HighPoint Resources Corp. reported its Q3 2019 results.

Highlights:

  • Reported production sales volume of 3.4 million barrels of oil equivalent ("MMBoe") for the third quarter of 2019, represents an increase of 20% over the second quarter of 2019 and a 24% increase over the third quarter of 2018
  • Oil production sales volume of 2.18 million barrels of oil ("MMBbls") for the third quarter of 2019 or 64% of total equivalent production sales volume, represents an increase of 25% over the second quarter of 2019 and a 27% increase over the third quarter of 2018
  • Reported net income of $11.1 million or $0.05 per diluted share and adjusted net income (non-GAAP) of a loss of $7.4 million or $0.03 per diluted share
  • EBITDAX (non-GAAP) of $94.3 million increased 33% over the second quarter of 2019 driven by a significant per unit reduction in controllable cash operating costs1 of 29% and 30% compared to both the second quarter of 2019 and third quarter of 2018, respectively
  • Continued positive results from DSU 11-63-16 (east pad) as wells are exhibiting a dramatic 120% increase in current daily production rate through 130 days with a shallower decline compared to previously completed wells, demonstrating economic development of both the Niobrara and Codell formations in Hereford
  • Encouraging early performance from upspaced DSU 11-63-16 (west pad) that is exhibiting a meaningful increase of 55% in current daily production rate through 85 days compared to previously completed wells and continues ramping to peak production
  • Became cash flow positive in the third quarter of 2019
  • Semi-annual borrowing base review recently completed with $500 million credit facility reaffirmed

For the third quarter of 2019, the Company reported net income of $11.1 million, or $0.05 per diluted share. Adjusted net income for the third quarter of 2019 was a net loss of $7.4 million, or $0.03 per diluted share. EBITDAX for the third quarter of 2019 was $94.3 million.

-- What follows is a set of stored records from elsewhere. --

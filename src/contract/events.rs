//! Event names and payloads emitted by the student contract

pub const CREATE_STUDENT: &str = "CreateStudent";
pub const READ_STUDENT: &str = "ReadStudent";
pub const UPDATE_STUDENT: &str = "UpdateStudent";
pub const DELETE_STUDENT: &str = "DeleteStudent";

pub(crate) fn created(id: &str) -> Vec<u8> {
    format!("Created student: {}", id).into_bytes()
}

pub(crate) fn read(id: &str) -> Vec<u8> {
    format!("Read student: {}", id).into_bytes()
}

pub(crate) fn updated(id: &str) -> Vec<u8> {
    format!("Updated student: {}", id).into_bytes()
}

pub(crate) fn deleted(id: &str) -> Vec<u8> {
    format!("Deleted student: {}", id).into_bytes()
}
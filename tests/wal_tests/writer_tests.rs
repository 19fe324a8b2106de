//! Tests for WAL Writer
//!
//! These tests verify:
//! - Writing transactions to the WAL
//! - LSN generation and sequencing
//! - Sync strategies (EveryWrite, EveryNEntries)
//! - Reopening continues after the last valid LSN
//! - Integration with reader

use std::fs::OpenOptions;
use std::io::Write;
use std::path::PathBuf;

use studentledger::config::WalSyncStrategy;
use studentledger::wal::{WalReader, WalWriter, WriteOp};
use studentledger::ChaincodeEvent;
use tempfile::TempDir;

// =============================================================================
// Helper Functions
// =============================================================================

fn setup_temp_wal() -> (TempDir, PathBuf) {
    let temp_dir = TempDir::new().unwrap();
    let wal_path = temp_dir.path().join("test.wal");
    (temp_dir, wal_path)
}

fn put(key: &str, value: &str) -> Vec<WriteOp> {
    vec![WriteOp::Put {
        key: key.to_string(),
        value: value.as_bytes().to_vec(),
    }]
}

// =============================================================================
// Basic Writing Tests
// =============================================================================

#[test]
fn test_write_single_entry() {
    let (_temp, wal_path) = setup_temp_wal();

    let mut writer = WalWriter::open(&wal_path, WalSyncStrategy::EveryWrite).unwrap();
    let entry = writer.append("tx-a", put("k", "v"), Vec::new()).unwrap();

    assert_eq!(entry.lsn, 1);
    assert_eq!(entry.tx_id, "tx-a");
    assert_eq!(writer.next_lsn(), 2);
    assert_eq!(writer.last_lsn(), 1);
    assert!(writer.file_len() > 0);
}

#[test]
fn test_lsn_sequential() {
    let (_temp, wal_path) = setup_temp_wal();
    let mut writer = WalWriter::open(&wal_path, WalSyncStrategy::EveryWrite).unwrap();

    let lsns: Vec<u64> = (0..5)
        .map(|i| writer.append(&format!("tx-{}", i), put("k", "v"), Vec::new()).unwrap().lsn)
        .collect();

    assert_eq!(lsns, vec![1, 2, 3, 4, 5]);
}

#[test]
fn test_fresh_writer_has_no_entries() {
    let (_temp, wal_path) = setup_temp_wal();

    let writer = WalWriter::open(&wal_path, WalSyncStrategy::EveryWrite).unwrap();

    assert_eq!(writer.last_lsn(), 0);
    assert_eq!(writer.file_len(), 0);
    assert!(wal_path.exists());
}

#[test]
fn test_events_only_entry() {
    let (_temp, wal_path) = setup_temp_wal();
    let mut writer = WalWriter::open(&wal_path, WalSyncStrategy::EveryWrite).unwrap();

    let event = ChaincodeEvent::new("ReadStudent", b"Read student: s1".to_vec());
    writer.append("tx-read", Vec::new(), vec![event.clone()]).unwrap();

    let entry = WalReader::open(&wal_path).unwrap().next_entry().unwrap().unwrap();
    assert!(entry.writes.is_empty());
    assert_eq!(entry.events, vec![event]);
}

// =============================================================================
// Sync Strategy Tests
// =============================================================================

#[test]
fn test_every_write_leaves_nothing_unsynced() {
    let (_temp, wal_path) = setup_temp_wal();
    let mut writer = WalWriter::open(&wal_path, WalSyncStrategy::EveryWrite).unwrap();

    writer.append("tx", put("k", "v"), Vec::new()).unwrap();

    assert_eq!(writer.unsynced_entries(), 0);
}

#[test]
fn test_every_n_entries_batches_syncs() {
    let (_temp, wal_path) = setup_temp_wal();
    let strategy = WalSyncStrategy::EveryNEntries { count: 3 };
    let mut writer = WalWriter::open(&wal_path, strategy).unwrap();

    writer.append("tx1", put("a", "1"), Vec::new()).unwrap();
    writer.append("tx2", put("b", "2"), Vec::new()).unwrap();
    assert_eq!(writer.unsynced_entries(), 2);

    writer.append("tx3", put("c", "3"), Vec::new()).unwrap();
    assert_eq!(writer.unsynced_entries(), 0);

    writer.append("tx4", put("d", "4"), Vec::new()).unwrap();
    writer.sync().unwrap();
    assert_eq!(writer.unsynced_entries(), 0);
}

// =============================================================================
// Reopen Tests
// =============================================================================

#[test]
fn test_reopen_continues_lsn() {
    let (_temp, wal_path) = setup_temp_wal();
    {
        let mut writer = WalWriter::open(&wal_path, WalSyncStrategy::EveryWrite).unwrap();
        writer.append("tx1", put("a", "1"), Vec::new()).unwrap();
        writer.append("tx2", put("b", "2"), Vec::new()).unwrap();
    }

    let mut writer = WalWriter::open(&wal_path, WalSyncStrategy::EveryWrite).unwrap();
    let entry = writer.append("tx3", put("c", "3"), Vec::new()).unwrap();

    assert_eq!(entry.lsn, 3);
    let lsns: Vec<u64> = WalReader::open(&wal_path)
        .unwrap()
        .entries()
        .map(|e| e.unwrap().lsn)
        .collect();
    assert_eq!(lsns, vec![1, 2, 3]);
}

#[test]
fn test_reopen_cuts_torn_tail_before_appending() {
    let (_temp, wal_path) = setup_temp_wal();
    {
        let mut writer = WalWriter::open(&wal_path, WalSyncStrategy::EveryWrite).unwrap();
        writer.append("tx1", put("a", "1"), Vec::new()).unwrap();
    }
    {
        let mut file = OpenOptions::new().append(true).open(&wal_path).unwrap();
        file.write_all(&[0xAB; 10]).unwrap();
    }

    let mut writer = WalWriter::open(&wal_path, WalSyncStrategy::EveryWrite).unwrap();
    writer.append("tx2", put("b", "2"), Vec::new()).unwrap();

    let entries: Vec<_> = WalReader::open(&wal_path)
        .unwrap()
        .entries()
        .collect::<Result<_, _>>()
        .unwrap();
    assert_eq!(entries.len(), 2);
    assert_eq!(entries[1].tx_id, "tx2");
}

#[test]
fn test_open_at_uses_given_lsn() {
    let (_temp, wal_path) = setup_temp_wal();

    let mut writer = WalWriter::open_at(&wal_path, WalSyncStrategy::EveryWrite, 40).unwrap();
    let entry = writer.append("tx", put("k", "v"), Vec::new()).unwrap();

    assert_eq!(entry.lsn, 40);
    assert_eq!(writer.path(), wal_path.as_path());
}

Chief Executive Officer and President Scot Woodall commented, "Our third quarter results are reflective of strong operational execution and were highlighted by robust growth in oil volumes and a significant reduction in cash operating costs that underpinned a 33% increase in EBITDAX to $94 million compared to the second quarter of 2019. We also became cash flow positive during the third quarter, which will enhance liquidity. Following up on our recent positive operational update, we continue to demonstrate a dramatic improvement in Hereford well performance with results showing a substantial and continuous increase in productivity. Today, we are providing a further positive update to the initial seven wells in DSU 11-63-16 that are now showing a 120% increase in current daily production with a shallower decline profile compared to previously completed wells, demonstrating a viable, economic development template for the Hereford field. Similarly, the performance of the four wells on the western side of DSU 11-63-16 continues to improve since our last update, showing a 55% increase in current daily production and are trending to peak production. This continues to build upon the early success of the Hereford optimization program as we assess performance opportunities of upspacing and increased completion intensity."

Ops Update

Hereford Field

Production sales volumes for the third quarter of 2019 in Hereford averaged a Company record of 10,101 Boe/d (80% oil) or a 41% increase over the second quarter of 2019. During the third quarter of 2019, 6 gross wells were spud and 16 gross wells were placed on flowback.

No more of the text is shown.